In this study, we extracted the expression amount of lncRNAs regulating immune gene expression in COAD patients. The results of univariate Cox analysis showed that 34 immune-related lncRNAs were significantly associated with the survival time of patients with COAD, which is consistent with our view that lncRNAs may be involved in the regulation of the body’s antitumor immune process. The results of multivariate Cox regression showed that the formula containing 14 immune-related lncRNA expressions could well distinguish patients with good prognosis from those with poor prognosis. This index has advantages over widely used clinical stages, T stage, N stage, M stage, and age. We believe that this formula can improve the management of patients with COAD.

Among 14 immune-related lncRNAs, EIF3J-AS1 was reported to promote COAD cell proliferation and inhibit apoptosis [12]. Our study found that EIF3J-AS1 was associated with the expression of immune genes in COAD, and its high expression predicted shorter survival time.

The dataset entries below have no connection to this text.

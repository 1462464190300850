//! Scalar values and ordered records.

use chrono::NaiveDateTime;
use serde::{Deserialize, Serialize};
use std::fmt;

/// Fixed textual timestamp format, millisecond precision, zero-padded.
pub const TIMESTAMP_FORMAT: &str = "%Y-%m-%d %H:%M:%S%.3f";

/// A scalar cell value.
#[derive(Debug, Clone, PartialEq, Serialize, Deserialize)]
#[serde(untagged)]
pub enum Value {
    /// Absent value.
    Null,
    /// Whole number.
    Integer(i64),
    /// Floating point number.
    Decimal(f64),
    /// Free text.
    Text(String),
    /// Point in time, rendered with [`TIMESTAMP_FORMAT`].
    #[serde(skip_deserializing)]
    Timestamp(NaiveDateTime),
}

impl Value {
    /// Whether writers should quote this value in SQL output.
    pub fn is_textual(&self) -> bool {
        matches!(self, Value::Text(_) | Value::Timestamp(_))
    }

    /// Returns the integer payload, if any.
    pub fn as_integer(&self) -> Option<i64> {
        match self {
            Value::Integer(i) => Some(*i),
            _ => None,
        }
    }

    /// Returns the text payload, if any.
    pub fn as_text(&self) -> Option<&str> {
        match self {
            Value::Text(s) => Some(s),
            _ => None,
        }
    }
}

impl fmt::Display for Value {
    fn fmt(&self, f: &mut fmt::Formatter<'_>) -> fmt::Result {
        match self {
            Value::Null => Ok(()),
            Value::Integer(i) => write!(f, "{}", i),
            Value::Decimal(d) => write!(f, "{}", d),
            Value::Text(s) => f.write_str(s),
            Value::Timestamp(ts) => write!(f, "{}", ts.format(TIMESTAMP_FORMAT)),
        }
    }
}

impl From<i64> for Value {
    fn from(v: i64) -> Self {
        Value::Integer(v)
    }
}

impl From<u64> for Value {
    fn from(v: u64) -> Self {
        Value::Integer(v as i64)
    }
}

impl From<f64> for Value {
    fn from(v: f64) -> Self {
        Value::Decimal(v)
    }
}

impl From<&str> for Value {
    fn from(v: &str) -> Self {
        Value::Text(v.to_string())
    }
}

impl From<String> for Value {
    fn from(v: String) -> Self {
        Value::Text(v)
    }
}

impl From<NaiveDateTime> for Value {
    fn from(v: NaiveDateTime) -> Self {
        Value::Timestamp(v)
    }
}

/// An ordered mapping from column display name to value.
///
/// Column order is insertion order, which is the schema order for every
/// record the generators produce.
#[derive(Debug, Clone, Default, PartialEq, Serialize, Deserialize)]
pub struct Record {
    fields: Vec<(String, Value)>,
}

impl Record {
    /// Create an empty record.
    pub fn new() -> Self {
        Self::default()
    }

    /// Create an empty record with room for `capacity` columns.
    pub fn with_capacity(capacity: usize) -> Self {
        Self {
            fields: Vec::with_capacity(capacity),
        }
    }

    /// Append a column.
    pub fn push(&mut self, column: impl Into<String>, value: impl Into<Value>) {
        self.fields.push((column.into(), value.into()));
    }

    /// Replace the value of an existing column, returning the previous one.
    pub fn set(&mut self, column: &str, value: impl Into<Value>) -> Option<Value> {
        self.fields
            .iter_mut()
            .find(|(name, _)| name == column)
            .map(|(_, slot)| std::mem::replace(slot, value.into()))
    }

    /// Look up a column by display name.
    pub fn get(&self, column: &str) -> Option<&Value> {
        self.fields
            .iter()
            .find(|(name, _)| name == column)
            .map(|(_, value)| value)
    }

    /// Column names in order.
    pub fn columns(&self) -> impl Iterator<Item = &str> {
        self.fields.iter().map(|(name, _)| name.as_str())
    }

    /// Values in column order.
    pub fn values(&self) -> impl Iterator<Item = &Value> {
        self.fields.iter().map(|(_, value)| value)
    }

    /// Iterate over `(column, value)` pairs.
    pub fn iter(&self) -> impl Iterator<Item = (&str, &Value)> {
        self.fields.iter().map(|(name, value)| (name.as_str(), value))
    }

    /// Number of columns.
    pub fn len(&self) -> usize {
        self.fields.len()
    }

    /// Whether the record has no columns.
    pub fn is_empty(&self) -> bool {
        self.fields.is_empty()
    }

    /// Whether two records have the same columns in the same order.
    pub fn same_shape(&self, other: &Record) -> bool {
        self.len() == other.len() && self.columns().eq(other.columns())
    }
}

#[cfg(test)]
mod tests {
    use super::*;
    use chrono::NaiveDate;

    #[test]
    fn test_timestamp_rendering() {
        let ts = NaiveDate::from_ymd_opt(2024, 3, 5)
            .unwrap()
            .and_hms_milli_opt(7, 8, 9, 45)
            .unwrap();
        assert_eq!(Value::Timestamp(ts).to_string(), "2024-03-05 07:08:09.045");
    }

    #[test]
    fn test_value_display() {
        assert_eq!(Value::Integer(-3).to_string(), "-3");
        assert_eq!(Value::Text("Approve".into()).to_string(), "Approve");
        assert_eq!(Value::Null.to_string(), "");
        assert!(Value::Text("x".into()).is_textual());
        assert!(!Value::Decimal(1.5).is_textual());
    }

    #[test]
    fn test_record_order_and_lookup() {
        let mut record = Record::new();
        record.push("id", 1i64);
        record.push("name", "alpha");
        record.push("_internal", Value::Null);

        assert_eq!(record.columns().collect::<Vec<_>>(), vec!["id", "name", "_internal"]);
        assert_eq!(record.get("name"), Some(&Value::Text("alpha".into())));
        assert_eq!(record.get("missing"), None);

        let previous = record.set("id", 9i64);
        assert_eq!(previous, Some(Value::Integer(1)));
        assert_eq!(record.get("id"), Some(&Value::Integer(9)));
        assert_eq!(record.set("missing", 1i64), None);
    }

    #[test]
    fn test_record_shape() {
        let mut a = Record::new();
        a.push("x", 1i64);
        a.push("y", 2i64);
        let mut b = Record::new();
        b.push("x", 5i64);
        b.push("y", "text");
        let mut c = Record::new();
        c.push("y", 1i64);
        c.push("x", 2i64);

        assert!(a.same_shape(&b));
        assert!(!a.same_shape(&c));
    }

    #[test]
    fn test_untagged_deserialization() {
        let values: Vec<Value> = serde_json::from_str(r#"[null, 3, 2.5, "text"]"#).unwrap();
        assert_eq!(
            values,
            vec![
                Value::Null,
                Value::Integer(3),
                Value::Decimal(2.5),
                Value::Text("text".into())
            ]
        );
    }
}
//! Generation bounds.
//!
//! A [`GenerationConfig`] is owned by the caller and stays immutable for the
//! duration of a run. [`GenerationConfig::validate`] must pass before any
//! case or event is produced.

use chrono::Duration;
use serde::{Deserialize, Serialize};
use std::ops::RangeInclusive;

use crate::error::ConfigError;

/// Days per simulated year when computing the start-time window.
pub const DAYS_PER_YEAR: i64 = 365;

/// Upper bound on `timeframe_years`.
pub const MAX_TIMEFRAME_YEARS: u32 = 1_000;

/// Upper bound on how far one walk can advance its clock, in days.
///
/// Together with [`MAX_TIMEFRAME_YEARS`] this keeps every simulated
/// timestamp inside chrono's representable range.
pub const MAX_WALK_SPAN_DAYS: u64 = 10_000 * DAYS_PER_YEAR as u64;

/// Bounds for case and event generation.
#[derive(Debug, Clone, PartialEq, Eq, Serialize, Deserialize)]
#[serde(default)]
pub struct GenerationConfig {
    /// Number of cases to generate.
    pub num_cases: u64,

    /// Lower bound of the drawn walk length.
    pub min_events_per_case: u32,

    /// Upper bound of the drawn walk length.
    pub max_events_per_case: u32,

    /// How far in the past a case may start.
    pub timeframe_years: u32,

    pub min_days: u32,
    pub max_days: u32,
    pub min_hours: u32,
    pub max_hours: u32,
    pub min_minutes: u32,
    pub max_minutes: u32,

    /// Seed for reproducible runs. `None` draws one from the OS.
    pub seed: Option<u64>,
}

impl Default for GenerationConfig {
    fn default() -> Self {
        Self {
            num_cases: 1_000,
            min_events_per_case: 3,
            max_events_per_case: 12,
            timeframe_years: 2,
            min_days: 0,
            max_days: 3,
            min_hours: 0,
            max_hours: 23,
            min_minutes: 0,
            max_minutes: 59,
            seed: None,
        }
    }
}

impl GenerationConfig {
    /// Set the number of cases.
    pub fn with_num_cases(mut self, num_cases: u64) -> Self {
        self.num_cases = num_cases;
        self
    }

    /// Set the walk length bounds.
    pub fn with_events_per_case(mut self, min: u32, max: u32) -> Self {
        self.min_events_per_case = min;
        self.max_events_per_case = max;
        self
    }

    /// Set all inter-event delta bounds at once.
    pub fn with_deltas(mut self, days: (u32, u32), hours: (u32, u32), minutes: (u32, u32)) -> Self {
        (self.min_days, self.max_days) = days;
        (self.min_hours, self.max_hours) = hours;
        (self.min_minutes, self.max_minutes) = minutes;
        self
    }

    /// Set the start-time window in years.
    pub fn with_timeframe_years(mut self, years: u32) -> Self {
        self.timeframe_years = years;
        self
    }

    /// Set the seed.
    pub fn with_seed(mut self, seed: u64) -> Self {
        self.seed = Some(seed);
        self
    }

    /// Walk length bounds as an inclusive range.
    pub fn events_range(&self) -> RangeInclusive<u32> {
        self.min_events_per_case..=self.max_events_per_case
    }

    pub fn days_range(&self) -> RangeInclusive<u32> {
        self.min_days..=self.max_days
    }

    pub fn hours_range(&self) -> RangeInclusive<u32> {
        self.min_hours..=self.max_hours
    }

    pub fn minutes_range(&self) -> RangeInclusive<u32> {
        self.min_minutes..=self.max_minutes
    }

    /// Width of the start-time window.
    pub fn timeframe(&self) -> Duration {
        Duration::days(self.timeframe_years as i64 * DAYS_PER_YEAR)
    }

    /// Smallest possible gap between consecutive events of one case.
    pub fn min_delta(&self) -> Duration {
        Duration::days(self.min_days as i64)
            + Duration::hours(self.min_hours as i64)
            + Duration::minutes(self.min_minutes as i64)
    }

    /// Largest possible gap between consecutive events of one case.
    pub fn max_delta(&self) -> Duration {
        Duration::days(self.max_days as i64)
            + Duration::hours(self.max_hours as i64)
            + Duration::minutes(self.max_minutes as i64)
    }

    /// Upper bound on the number of events `cases` cases can produce.
    pub fn max_events_for(&self, cases: u64) -> u64 {
        cases.saturating_mul(self.max_events_per_case as u64)
    }

    /// Validates the configuration.
    pub fn validate(&self) -> Result<(), ConfigError> {
        if self.num_cases == 0 {
            return Err(ConfigError::NotPositive("num_cases"));
        }
        // A walk needs room for both the start and the end marker.
        if self.min_events_per_case < 2 {
            return Err(ConfigError::invalid(format!(
                "min_events_per_case must be at least 2, got {}",
                self.min_events_per_case
            )));
        }

        let ranges = [
            ("events_per_case", self.min_events_per_case, self.max_events_per_case),
            ("days", self.min_days, self.max_days),
            ("hours", self.min_hours, self.max_hours),
            ("minutes", self.min_minutes, self.max_minutes),
        ];
        for (name, min, max) in ranges {
            if min > max {
                return Err(ConfigError::inverted(name, min, max));
            }
        }

        if self.timeframe_years > MAX_TIMEFRAME_YEARS {
            return Err(ConfigError::invalid(format!(
                "timeframe_years must be at most {}, got {}",
                MAX_TIMEFRAME_YEARS, self.timeframe_years
            )));
        }

        // Worst case: every step of the longest walk takes the largest delta.
        let max_delta_minutes = self.max_days as u128 * 24 * 60
            + self.max_hours as u128 * 60
            + self.max_minutes as u128;
        let steps = self.max_events_per_case.saturating_sub(1) as u128;
        let span_minutes = steps * max_delta_minutes;
        if span_minutes > MAX_WALK_SPAN_DAYS as u128 * 24 * 60 {
            return Err(ConfigError::invalid(format!(
                "a walk of {} events with deltas up to {}d {}h {}m spans more than {} days",
                self.max_events_per_case,
                self.max_days,
                self.max_hours,
                self.max_minutes,
                MAX_WALK_SPAN_DAYS
            )));
        }

        Ok(())
    }
}

#[cfg(test)]
mod tests {
    use super::*;

    #[test]
    fn test_default_config_is_valid() {
        let config = GenerationConfig::default();
        assert!(config.validate().is_ok());
        assert_eq!(config.events_range(), 3..=12);
    }

    #[test]
    fn test_inverted_event_bounds() {
        let config = GenerationConfig::default().with_events_per_case(5, 2);
        assert_eq!(
            config.validate(),
            Err(ConfigError::inverted("events_per_case", 5u32, 2u32))
        );
    }

    #[test]
    fn test_inverted_delta_bounds() {
        let config = GenerationConfig::default().with_deltas((0, 1), (5, 4), (0, 0));
        assert!(matches!(
            config.validate(),
            Err(ConfigError::InvertedRange { name: "hours", .. })
        ));
    }

    #[test]
    fn test_single_event_walks_rejected() {
        let config = GenerationConfig::default().with_events_per_case(1, 4);
        assert!(matches!(config.validate(), Err(ConfigError::Invalid(_))));
    }

    #[test]
    fn test_unbounded_timeframe_rejected() {
        let config = GenerationConfig::default().with_timeframe_years(u32::MAX);
        assert!(matches!(config.validate(), Err(ConfigError::Invalid(_))));

        let config = GenerationConfig::default().with_timeframe_years(MAX_TIMEFRAME_YEARS);
        assert!(config.validate().is_ok());
    }

    #[test]
    fn test_walk_span_beyond_calendar_rejected() {
        let config = GenerationConfig::default()
            .with_events_per_case(12, 12)
            .with_deltas((100_000_000, 100_000_000), (0, 0), (0, 0));
        assert!(matches!(config.validate(), Err(ConfigError::Invalid(_))));

        let config = GenerationConfig::default()
            .with_events_per_case(2, 2)
            .with_deltas((u32::MAX, u32::MAX), (u32::MAX, u32::MAX), (u32::MAX, u32::MAX));
        assert!(matches!(config.validate(), Err(ConfigError::Invalid(_))));
    }

    #[test]
    fn test_walk_span_at_limit_accepted() {
        let days_per_step = (MAX_WALK_SPAN_DAYS / 11) as u32;
        let config = GenerationConfig::default()
            .with_events_per_case(12, 12)
            .with_deltas((days_per_step, days_per_step), (0, 0), (0, 0));
        assert!(config.validate().is_ok());
    }

    #[test]
    fn test_zero_cases_rejected() {
        let config = GenerationConfig::default().with_num_cases(0);
        assert_eq!(config.validate(), Err(ConfigError::NotPositive("num_cases")));
    }

    #[test]
    fn test_delta_bounds() {
        let config = GenerationConfig::default().with_deltas((1, 2), (3, 4), (5, 6));
        assert_eq!(
            config.min_delta(),
            Duration::days(1) + Duration::hours(3) + Duration::minutes(5)
        );
        assert_eq!(
            config.max_delta(),
            Duration::days(2) + Duration::hours(4) + Duration::minutes(6)
        );
    }

    #[test]
    fn test_max_events_for() {
        let config = GenerationConfig::default().with_events_per_case(2, 4);
        assert_eq!(config.max_events_for(3), 12);
        assert_eq!(config.timeframe(), Duration::days(2 * 365));
    }

    #[test]
    fn test_partial_deserialize_uses_defaults() {
        let config: GenerationConfig = serde_json::from_str(r#"{"num_cases": 5}"#).unwrap();
        assert_eq!(config.num_cases, 5);
        assert_eq!(config.max_events_per_case, 12);
        assert!(config.seed.is_none());
    }
}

LINC01503 and LINC02474 were confirmed to be associated with the survival of COAD in bioinformatics-based studies [13, 14], and LINC01503 could regulate the expression of miR4492/FOXK1 signaling which promotes proliferation and invasion of cells of COAD [15]. MIR210HG has been experimentally demonstrated to promote proliferation and invasion of tumor cells in hepatocellular carcinoma, non-small-cell lung cancer, breast cancer, cervical cancer, osteosarcoma, and other tumors. Its high expression is associated with poor prognosis of cancer patients [1620]. He et al. and Ruan et al. found that they also predicted poor prognosis in COAD [21, 22], which is consistent with the results of our study, suggesting that our prediction of their survival in COAD is reliable. The remaining lncRNAs have not been studied in COAD to our knowledge, and we found that they are also associated with the survival of patients with COAD. Their association with clinical stage, T stage, M stage, and N stage also suggests that they may contribute to the malignant development of COAD. Their roles and mechanisms in tumors are still unknown, and we look forward to future experimental studies on their roles in COAD that will show us their mechanisms in COAD and their role in tumor immune response, which we believe will be helpful and complementary to tumor immunotherapy.

5. Conclusion

This study identified 329 immune-related lncRNAs in colon adenocarcinoma. And 34 prognosis-related lncRNAs were obtained by univariate Cox regression. The risk score calculated by 14 immune-related lncRNAs was identified as an independent prognostic factor. Compared with clinical stages, T stages, N stages, M stages, and age, the risk score is the best in predicting poor prognosis of patients. The identification of prognostic immune-related lncRNAs and the discovery of the relationship between these lncRNAs and prognosis of COAD may provide a new direction for future research and provide a new target for a molecular targeted therapy of COAD.

Data Availability

The data used in this study are from open public databases, and how to obtain them has been explained in the manuscript.

Conflicts of Interest

The authors declare that they have no conflicts of interest.